ABOUT THIS EXERCISE
From the listing below, reproduce word for word the part that opens with the line containing "the backing inventories." and closes with the line containing "prop_assume!(have < want);"; reproduce nothing else.
○ ○ ○
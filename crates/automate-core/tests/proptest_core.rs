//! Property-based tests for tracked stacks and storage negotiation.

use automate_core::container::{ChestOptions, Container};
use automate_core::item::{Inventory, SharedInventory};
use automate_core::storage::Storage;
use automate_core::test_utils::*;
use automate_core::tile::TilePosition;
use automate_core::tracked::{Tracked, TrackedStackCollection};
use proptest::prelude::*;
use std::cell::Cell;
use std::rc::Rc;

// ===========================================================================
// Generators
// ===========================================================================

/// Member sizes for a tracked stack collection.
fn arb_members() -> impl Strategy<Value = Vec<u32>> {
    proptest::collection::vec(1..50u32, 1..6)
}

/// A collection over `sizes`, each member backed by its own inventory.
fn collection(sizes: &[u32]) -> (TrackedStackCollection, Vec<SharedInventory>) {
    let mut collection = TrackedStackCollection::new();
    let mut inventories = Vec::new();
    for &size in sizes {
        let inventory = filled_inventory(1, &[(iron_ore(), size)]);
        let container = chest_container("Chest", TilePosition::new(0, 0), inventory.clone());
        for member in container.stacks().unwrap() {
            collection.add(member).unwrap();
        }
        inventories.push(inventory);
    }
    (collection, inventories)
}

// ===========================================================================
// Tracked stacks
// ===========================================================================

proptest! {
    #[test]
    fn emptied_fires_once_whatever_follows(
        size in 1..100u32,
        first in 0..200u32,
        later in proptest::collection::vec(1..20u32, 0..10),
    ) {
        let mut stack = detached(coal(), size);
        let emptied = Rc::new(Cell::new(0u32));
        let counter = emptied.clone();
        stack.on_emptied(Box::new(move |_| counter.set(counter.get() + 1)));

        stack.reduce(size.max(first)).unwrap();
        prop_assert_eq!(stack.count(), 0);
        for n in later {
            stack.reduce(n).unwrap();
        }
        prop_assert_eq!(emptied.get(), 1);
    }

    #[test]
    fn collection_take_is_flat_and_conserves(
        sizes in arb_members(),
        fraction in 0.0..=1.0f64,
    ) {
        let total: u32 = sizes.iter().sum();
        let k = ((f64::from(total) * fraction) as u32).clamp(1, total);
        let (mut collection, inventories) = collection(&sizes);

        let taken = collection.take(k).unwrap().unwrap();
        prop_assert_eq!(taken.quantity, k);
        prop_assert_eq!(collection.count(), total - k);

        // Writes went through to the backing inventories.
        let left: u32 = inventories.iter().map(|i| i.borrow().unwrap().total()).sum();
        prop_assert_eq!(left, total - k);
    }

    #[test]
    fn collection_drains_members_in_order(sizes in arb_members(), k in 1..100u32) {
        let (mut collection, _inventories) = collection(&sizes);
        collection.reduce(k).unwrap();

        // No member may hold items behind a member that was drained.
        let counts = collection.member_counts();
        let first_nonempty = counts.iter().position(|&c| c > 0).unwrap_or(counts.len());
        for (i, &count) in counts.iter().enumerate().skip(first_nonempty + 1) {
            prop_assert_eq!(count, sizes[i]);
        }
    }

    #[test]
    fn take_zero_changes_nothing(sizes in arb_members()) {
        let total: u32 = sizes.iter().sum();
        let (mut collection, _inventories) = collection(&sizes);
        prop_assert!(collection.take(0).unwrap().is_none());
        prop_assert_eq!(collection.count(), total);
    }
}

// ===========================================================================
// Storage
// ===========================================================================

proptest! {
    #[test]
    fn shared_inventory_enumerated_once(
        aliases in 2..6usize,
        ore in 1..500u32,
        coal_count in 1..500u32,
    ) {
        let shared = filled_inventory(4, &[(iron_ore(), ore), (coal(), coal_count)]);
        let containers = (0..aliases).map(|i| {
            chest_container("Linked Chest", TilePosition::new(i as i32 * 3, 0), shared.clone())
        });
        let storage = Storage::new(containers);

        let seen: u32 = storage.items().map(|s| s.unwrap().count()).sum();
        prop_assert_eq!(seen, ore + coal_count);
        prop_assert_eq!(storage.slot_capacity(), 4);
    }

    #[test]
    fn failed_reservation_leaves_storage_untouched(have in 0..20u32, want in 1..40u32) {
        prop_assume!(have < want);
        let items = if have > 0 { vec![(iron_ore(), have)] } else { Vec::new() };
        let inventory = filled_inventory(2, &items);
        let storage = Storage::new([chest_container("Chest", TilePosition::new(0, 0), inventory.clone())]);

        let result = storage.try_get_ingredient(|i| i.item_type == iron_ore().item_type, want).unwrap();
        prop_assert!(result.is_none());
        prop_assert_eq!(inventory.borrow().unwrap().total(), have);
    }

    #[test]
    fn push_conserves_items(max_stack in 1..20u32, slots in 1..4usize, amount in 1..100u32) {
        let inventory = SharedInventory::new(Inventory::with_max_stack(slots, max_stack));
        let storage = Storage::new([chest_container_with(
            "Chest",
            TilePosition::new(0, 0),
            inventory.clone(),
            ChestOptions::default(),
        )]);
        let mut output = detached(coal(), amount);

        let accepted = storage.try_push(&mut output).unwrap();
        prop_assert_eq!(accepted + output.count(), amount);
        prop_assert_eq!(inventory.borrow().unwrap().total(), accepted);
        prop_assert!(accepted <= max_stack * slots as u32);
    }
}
○ ○ ○
ANSWER SECTION
        // Writes went through to the backing inventories.
        let left: u32 = inventories.iter().map(|i| i.borrow().unwrap().total()).sum();
        prop_assert_eq!(left, total - k);
    }

    #[test]
    fn collection_drains_members_in_order(sizes in arb_members(), k in 1..100u32) {
        let (mut collection, _inventories) = collection(&sizes);
        collection.reduce(k).unwrap();

        // No member may hold items behind a member that was drained.
        let counts = collection.member_counts();
        let first_nonempty = counts.iter().position(|&c| c > 0).unwrap_or(counts.len());
        for (i, &count) in counts.iter().enumerate().skip(first_nonempty + 1) {
            prop_assert_eq!(count, sizes[i]);
        }
    }

    #[test]
    fn take_zero_changes_nothing(sizes in arb_members()) {
        let total: u32 = sizes.iter().sum();
        let (mut collection, _inventories) = collection(&sizes);
        prop_assert!(collection.take(0).unwrap().is_none());
        prop_assert_eq!(collection.count(), total);
    }
}

// ===========================================================================
// Storage
// ===========================================================================

proptest! {
    #[test]
    fn shared_inventory_enumerated_once(
        aliases in 2..6usize,
        ore in 1..500u32,
        coal_count in 1..500u32,
    ) {
        let shared = filled_inventory(4, &[(iron_ore(), ore), (coal(), coal_count)]);
        let containers = (0..aliases).map(|i| {
            chest_container("Linked Chest", TilePosition::new(i as i32 * 3, 0), shared.clone())
        });
        let storage = Storage::new(containers);

        let seen: u32 = storage.items().map(|s| s.unwrap().count()).sum();
        prop_assert_eq!(seen, ore + coal_count);
        prop_assert_eq!(storage.slot_capacity(), 4);
    }

    #[test]
    fn failed_reservation_leaves_storage_untouched(have in 0..20u32, want in 1..40u32) {
        prop_assume!(have < want);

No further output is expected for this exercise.